Je suis lié de l'amitié la plus tendre avec un jeune homme, plus jeune que moi, nommé Sylvio, aimable et franc garçon, une belle nature, forte, décente, svelte, et dans le cœur, de la passion pour toute une composition dramatique. Une femme à soi: tel était le grand rêve de cet imprudent et inhabile Sylvio; il regardait les femmes comme des êtres bien au-dessus de l'espèce humaine, il respirait à peine en leur présence; mais cependant son admiration muette, ses hommages silencieux ne lui avaient guère profité: jeune et beau, riche et brave, portant légèrement un grand nom qu'il parait encore, à peine s'il avait pu s'attirer de ces beaux êtres tant rêvés, quelques regards indifférents et dédaigneux. Au reste, c'était la faute du beau jeune homme: pourquoi donc être si modeste? Tout entières à se contempler, les femmes ne devinent pas un homme, c'est tout au plus si elles le comprennent, encore faut-il qu'il s'étale lui-même au grand jour. Voilà ce que le jeune Sylvio n'osait pas faire; j'avais tenté, mais en vain, de le sauver de cette exaltation dangereuse; il recevait en souriant mes plus sages conseils. Je ne sais comment il avait deviné que j'étais possédé d'un triste amour, mais il le savait, et il me raillait souvent sur mes sentiments mystérieux; il comptait tous mes soupirs, il expliquait mes paroles entrecoupées, mes distractions fébriles, et il me jetait un regard de pitié qui plus d'une fois me fit frémir, en songeant qu'il avait tout mon secret, c'est-à-dire qu'il savait toute ma misère!—C'était le lendemain de ma fatale aventure; j'étais bien triste; je me disais que moi tout entier, moi et mon amour et ma jeunesse, j'avais été sacrifié à une robe de velours, à ce velours prostitué et fangeux! Misérable femme! oui, certes, trois fois misérable!—Sylvio entra dans ma chambre, suivi de cette belle humeur qui ne l'abandonnait jamais, non pas même au plus fort de ses passions. Il s'était figuré la veille, dans un bal, qu'une femme de quarante ans à peine, épaisse, et grosse commère dont il aurait pu être le fils, lui avait peut-être serré la main! Il en était tout fier, et tout fier, il venait me raconter son admirable fortune.

—Diable, elle t'a serré la main! Te voilà bien avancé, lui dis-je en soupirant.

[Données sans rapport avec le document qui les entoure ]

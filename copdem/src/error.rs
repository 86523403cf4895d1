//! Error types for the copdem library.

use std::path::PathBuf;
use thiserror::Error;

/// Errors that can occur when working with DEM data.
///
/// Coverage gaps (missing tiles, nodata pixels, out-of-raster coordinates)
/// are *not* errors; they surface as `None` elevations. This enum covers
/// malformed request bodies and genuinely broken tile files.
#[derive(Error, Debug)]
pub enum DemError {
    /// IO error when reading files.
    #[error("IO error: {0}")]
    Io(#[from] std::io::Error),

    /// TIFF decoding error.
    #[error("TIFF decode error: {0}")]
    TiffDecode(#[from] tiff::TiffError),

    /// JSON (de)serialization error.
    #[error("JSON error: {0}")]
    Json(#[from] serde_json::Error),

    /// The raster decoded, but its contents are inconsistent.
    #[error("corrupt raster {path}: {detail}")]
    CorruptRaster { path: PathBuf, detail: String },

    /// The request body matches none of the recognized shapes, or a
    /// recognized shape is internally inconsistent.
    #[error("invalid input: {message}")]
    InvalidInput { message: String },
}

impl DemError {
    /// Build an [`DemError::InvalidInput`] from any message.
    pub fn invalid_input(message: impl Into<String>) -> Self {
        DemError::InvalidInput {
            message: message.into(),
        }
    }

    /// Whether this error is the caller's fault (4xx-class).
    pub fn is_client_error(&self) -> bool {
        matches!(self, DemError::InvalidInput { .. })
    }
}

/// Result type alias using [`DemError`].
pub type Result<T> = std::result::Result<T, DemError>;

#[cfg(test)]
mod tests {
    use super::*;

    #[test]
    fn test_error_display() {
        let err = DemError::invalid_input("no recognized shape");
        assert!(err.to_string().contains("no recognized shape"));

        let err = DemError::CorruptRaster {
            path: PathBuf::from("Copernicus_DSM_COG_10_N47_00_E009_00_DEM.tif"),
            detail: "sample count mismatch".to_string(),
        };
        assert!(err.to_string().contains("N47_00_E009_00"));
        assert!(err.to_string().contains("sample count mismatch"));
    }

    #[test]
    fn test_client_error_classification() {
        assert!(DemError::invalid_input("bad body").is_client_error());
        let io = DemError::Io(std::io::Error::new(std::io::ErrorKind::Other, "boom"));
        assert!(!io.is_client_error());
    }
}
use anyhow::{bail, Context, Result};
use copdem::cell::{TILE_PREFIX, TILE_SUFFIX};
use copdem::{RasterTile, TileId};
use std::path::PathBuf;

pub fn run(
    tiles_dir: Option<PathBuf>,
    tile: Option<String>,
    lat: Option<f64>,
    lon: Option<f64>,
) -> Result<()> {
    // Determine the tile id and path
    let (id, tile_path) = if let (Some(lat), Some(lon)) = (lat, lon) {
        let id = TileId::for_coord(lat, lon);
        (id, resolve_tile_path(tiles_dir, id)?)
    } else if let Some(tile) = tile {
        if tile.ends_with(".tif") {
            // Full path or file name provided
            let path = PathBuf::from(&tile);
            let id = TileId::from_file_name(&tile)
                .with_context(|| format!("Not a Copernicus tile name: {}", tile))?;
            if path.components().count() > 1 {
                (id, path)
            } else {
                (id, resolve_tile_path(tiles_dir, id)?)
            }
        } else {
            // Bare cell tag (e.g., N47_00_E009_00)
            let id = TileId::from_file_name(&format!("{}{}{}", TILE_PREFIX, tile, TILE_SUFFIX))
                .with_context(|| format!("Not a cell tag: {}", tile))?;
            (id, resolve_tile_path(tiles_dir, id)?)
        }
    } else {
        bail!("Specify a tile name, or both --lat and --lon");
    };

    if !tile_path.exists() {
        bail!("Tile not found: {}", tile_path.display());
    }

    let file_size = std::fs::metadata(&tile_path)?.len();
    let tile = RasterTile::open(&tile_path, id).context("Failed to open tile")?;
    let (width, height) = tile.dimensions();
    let transform = tile.transform();

    // Scan the grid for elevation range and missing samples
    let mut min_elev = f64::MAX;
    let mut max_elev = f64::MIN;
    let mut missing = 0u64;

    for row in 0..height {
        for col in 0..width {
            match tile.pixel(row, col) {
                Some(elev) => {
                    min_elev = min_elev.min(elev);
                    max_elev = max_elev.max(elev);
                }
                None => missing += 1,
            }
        }
    }

    println!("Tile: {}", id);
    println!("Path: {}", tile_path.display());
    println!();
    println!("Dimensions: {}x{} pixels", width, height);
    println!(
        "Coverage: {}..{} lat, {}..{} lon",
        id.lat(),
        id.lat() + 1,
        id.lon(),
        id.lon() + 1
    );
    println!(
        "Pixel scale: {:.6}° x {:.6}°",
        transform.pixel_width, transform.pixel_height
    );
    match tile.nodata() {
        Some(nodata) => println!("Nodata sentinel: {}", nodata),
        None => println!("Nodata sentinel: none"),
    }
    println!("File size: {}", format_size(file_size));
    println!();

    if min_elev <= max_elev {
        println!("Min elevation: {:.1}m", min_elev);
        println!("Max elevation: {:.1}m", max_elev);
    }

    let total = u64::from(width) * u64::from(height);
    if missing > 0 {
        let pct = (missing as f64 / total as f64) * 100.0;
        println!("Missing samples: {} ({:.1}%)", missing, pct);
    }

    Ok(())
}

fn resolve_tile_path(tiles_dir: Option<PathBuf>, id: TileId) -> Result<PathBuf> {
    match tiles_dir {
        Some(dir) => Ok(dir.join(id.file_name())),
        None => {
            let dir = std::env::var("COPDEM_TILES_DIR").context(
                "COPDEM_TILES_DIR environment variable not set. Use --tiles-dir or set COPDEM_TILES_DIR",
            )?;
            Ok(PathBuf::from(dir).join(id.file_name()))
        }
    }
}

fn format_size(bytes: u64) -> String {
    const KB: u64 = 1024;
    const MB: u64 = KB * 1024;
    const GB: u64 = MB * 1024;

    if bytes >= GB {
        format!("{:.2} GB", bytes as f64 / GB as f64)
    } else if bytes >= MB {
        format!("{:.2} MB", bytes as f64 / MB as f64)
    } else if bytes >= KB {
        format!("{:.2} KB", bytes as f64 / KB as f64)
    } else {
        format!("{} bytes", bytes)
    }
}
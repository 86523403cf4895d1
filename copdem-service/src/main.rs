//! copdem Service - HTTP microservice for Copernicus DEM elevation queries.
//!
//! Accepts GeoJSON feature collections, coordinate lists, and track-point
//! sequences and returns them with ground elevation injected.
//!
//! ## Environment Variables
//!
//! | Variable | Description | Default |
//! |----------|-------------|---------|
//! | `COPDEM_TILES_DIR` | Directory containing Copernicus DEM GeoTIFF tiles | Required |
//! | `COPDEM_PORT` | HTTP server port | 8084 |
//! | `COPDEM_PRELOAD` | `all`, or `min_lat,min_lon,max_lat,max_lon[;…]` | None |
//! | `RUST_LOG` | Log level (e.g., "info", "debug") | "info" |
//!
//! ## Endpoints
//!
//! - `POST /` - Augment a body (FeatureCollection, coordinate list, or track points)
//! - `GET /` - Aliveness
//! - `GET /health` - Health check
//! - `GET /stats` - Cache statistics
//! - `GET /docs` - OpenAPI documentation (Swagger UI)

use std::net::SocketAddr;
use std::sync::Arc;

use axum::{routing::get, Router};
use copdem::{BoundingBox, Sampler, TileStore};
use copdem_service::{handlers, AppState};
use tower_http::{
    cors::{Any, CorsLayer},
    trace::TraceLayer,
};
use tracing_subscriber::{layer::SubscriberExt, util::SubscriberInitExt};
use utoipa::OpenApi;
use utoipa_swagger_ui::SwaggerUi;

/// OpenAPI documentation for the copdem service.
#[derive(OpenApi)]
#[openapi(
    info(
        title = "copdem Elevation Service",
        version = "0.1.0",
        description = "REST API for augmenting coordinates and trajectories with ground elevation from Copernicus DEM tiles.",
        license(name = "MIT", url = "https://opensource.org/licenses/MIT")
    ),
    paths(
        handlers::alive,
        handlers::augment,
        handlers::health_check,
        handlers::get_stats,
    ),
    components(
        schemas(
            handlers::AliveResponse,
            handlers::ErrorResponse,
            handlers::HealthResponse,
            handlers::StatsResponse,
        )
    ),
    tags(
        (name = "elevation", description = "Elevation augmentation endpoints"),
        (name = "system", description = "System and health endpoints")
    )
)]
struct ApiDoc;

#[tokio::main]
async fn main() -> Result<(), Box<dyn std::error::Error>> {
    // Initialize tracing
    tracing_subscriber::registry()
        .with(
            tracing_subscriber::EnvFilter::try_from_default_env()
                .unwrap_or_else(|_| "copdem_service=info,tower_http=info".into()),
        )
        .with(tracing_subscriber::fmt::layer())
        .init();

    // Load port from environment (service-specific config)
    let port: u16 = std::env::var("COPDEM_PORT")
        .ok()
        .and_then(|s| s.parse().ok())
        .unwrap_or(8084);

    // Build the tile store from COPDEM_TILES_DIR
    let store = match TileStore::from_env() {
        Ok(store) => store,
        Err(_) => {
            tracing::warn!("COPDEM_TILES_DIR not set, using current directory");
            TileStore::new(".")
        }
    };

    tracing::info!(
        tiles_dir = %store.tiles_dir().display(),
        port = port,
        "Starting copdem service"
    );

    // Handle COPDEM_PRELOAD environment variable
    if let Ok(preload_val) = std::env::var("COPDEM_PRELOAD") {
        let bounds = parse_preload_bounds(&preload_val);
        let bounds_ref = bounds.as_deref();
        tracing::info!(
            bounds = ?bounds_ref.map(|b| b.len()),
            "Preloading tiles into cache"
        );
        let stats = store.preload(bounds_ref);
        tracing::info!(
            tiles_loaded = stats.tiles_loaded,
            tiles_already_cached = stats.tiles_already_cached,
            tiles_failed = stats.tiles_failed,
            tiles_matched = stats.tiles_matched,
            elapsed_ms = stats.elapsed_ms,
            "Preload complete"
        );
    }

    let store = Arc::new(store);
    let state = Arc::new(AppState {
        sampler: Sampler::new(Arc::clone(&store)),
    });

    // Build router
    let app = Router::new()
        .merge(SwaggerUi::new("/docs").url("/api-docs/openapi.json", ApiDoc::openapi()))
        .route("/", get(handlers::alive).post(handlers::augment))
        .route("/health", get(handlers::health_check))
        .route("/stats", get(handlers::get_stats))
        .layer(TraceLayer::new_for_http())
        .layer(
            CorsLayer::new()
                .allow_origin(Any)
                .allow_methods(Any)
                .allow_headers(Any),
        )
        .with_state(state);

    // Start server
    let addr = SocketAddr::from(([0, 0, 0, 0], port));
    let listener = tokio::net::TcpListener::bind(addr).await?;

    tracing::info!("Listening on http://{}", addr);

    axum::serve(listener, app)
        .with_graceful_shutdown(shutdown_signal())
        .await?;

    // No request can still be in flight once serve returns; release handles
    store.close_all();

    Ok(())
}

/// Resolve on SIGINT or SIGTERM.
async fn shutdown_signal() {
    let ctrl_c = async {
        tokio::signal::ctrl_c()
            .await
            .expect("failed to install ctrl-c handler");
    };

    #[cfg(unix)]
    let terminate = async {
        tokio::signal::unix::signal(tokio::signal::unix::SignalKind::terminate())
            .expect("failed to install SIGTERM handler")
            .recv()
            .await;
    };

    #[cfg(not(unix))]
    let terminate = std::future::pending::<()>();

    tokio::select! {
        _ = ctrl_c => {},
        _ = terminate => {},
    }
}

/// Parse the `COPDEM_PRELOAD` environment variable value into bounding boxes.
///
/// Supported formats:
/// - `true`, `all`, `1` — preload all tiles (returns `None`)
/// - `min_lat,min_lon,max_lat,max_lon` — single bounding box
/// - `min_lat,min_lon,max_lat,max_lon;…` — multiple bounding boxes
fn parse_preload_bounds(value: &str) -> Option<Vec<BoundingBox>> {
    let trimmed = value.trim();

    // Check for "all tiles" keywords
    match trimmed.to_lowercase().as_str() {
        "true" | "all" | "1" => return None,
        _ => {}
    }

    // Parse as bounding boxes separated by ';'
    let boxes: Vec<BoundingBox> = trimmed
        .split(';')
        .filter_map(|bbox_str| {
            let parts: Vec<f64> = bbox_str
                .split(',')
                .filter_map(|s| s.trim().parse::<f64>().ok())
                .collect();
            if parts.len() == 4 {
                Some(BoundingBox::new(parts[0], parts[1], parts[2], parts[3]))
            } else {
                tracing::warn!(
                    bbox = bbox_str,
                    "Invalid bounding box format, expected min_lat,min_lon,max_lat,max_lon"
                );
                None
            }
        })
        .collect();

    if boxes.is_empty() {
        // If parsing failed entirely, fall back to loading all tiles
        tracing::warn!(
            value = trimmed,
            "Could not parse COPDEM_PRELOAD value, preloading all tiles"
        );
        None
    } else {
        Some(boxes)
    }
}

—Bien avancé, me dit-il; le cœur se prend par la main aussi bien que par les lèvres; mais toi, monsieur le dédaigneux, j'imagine que tu serais heureux si tu l'étais seulement autant que moi.

—Je t'assure, mon pauvre Sylvio, que du côté de mes amours je suis beaucoup plus avancé que je ne le voudrais, et que toi-même tu sauterais de joie si tu savais combien tu l'es aussi sans t'en douter.

Sylvio ouvrait de grands yeux; sa jeune et pétulante imagination bâtissait déjà tout un roman d'amour, bien compliqué, sur une parole jetée en l'air.

En même temps je jouais avec ma bourse, et machinalement, je la versai sur le marbre de la toilette, séparant l'or de l'argent, et l'argent de la petite monnaie; Sylvio rêvait toujours.

Je le tirai brusquement de sa rêverie:—Sais-tu bien au juste quel est le prix vénal de la femme que j'aime et pour qui je meurs, Sylvio, toi qui aimes tant les femmes? m'écriai-je en éparpillant mon argent sur le marbre.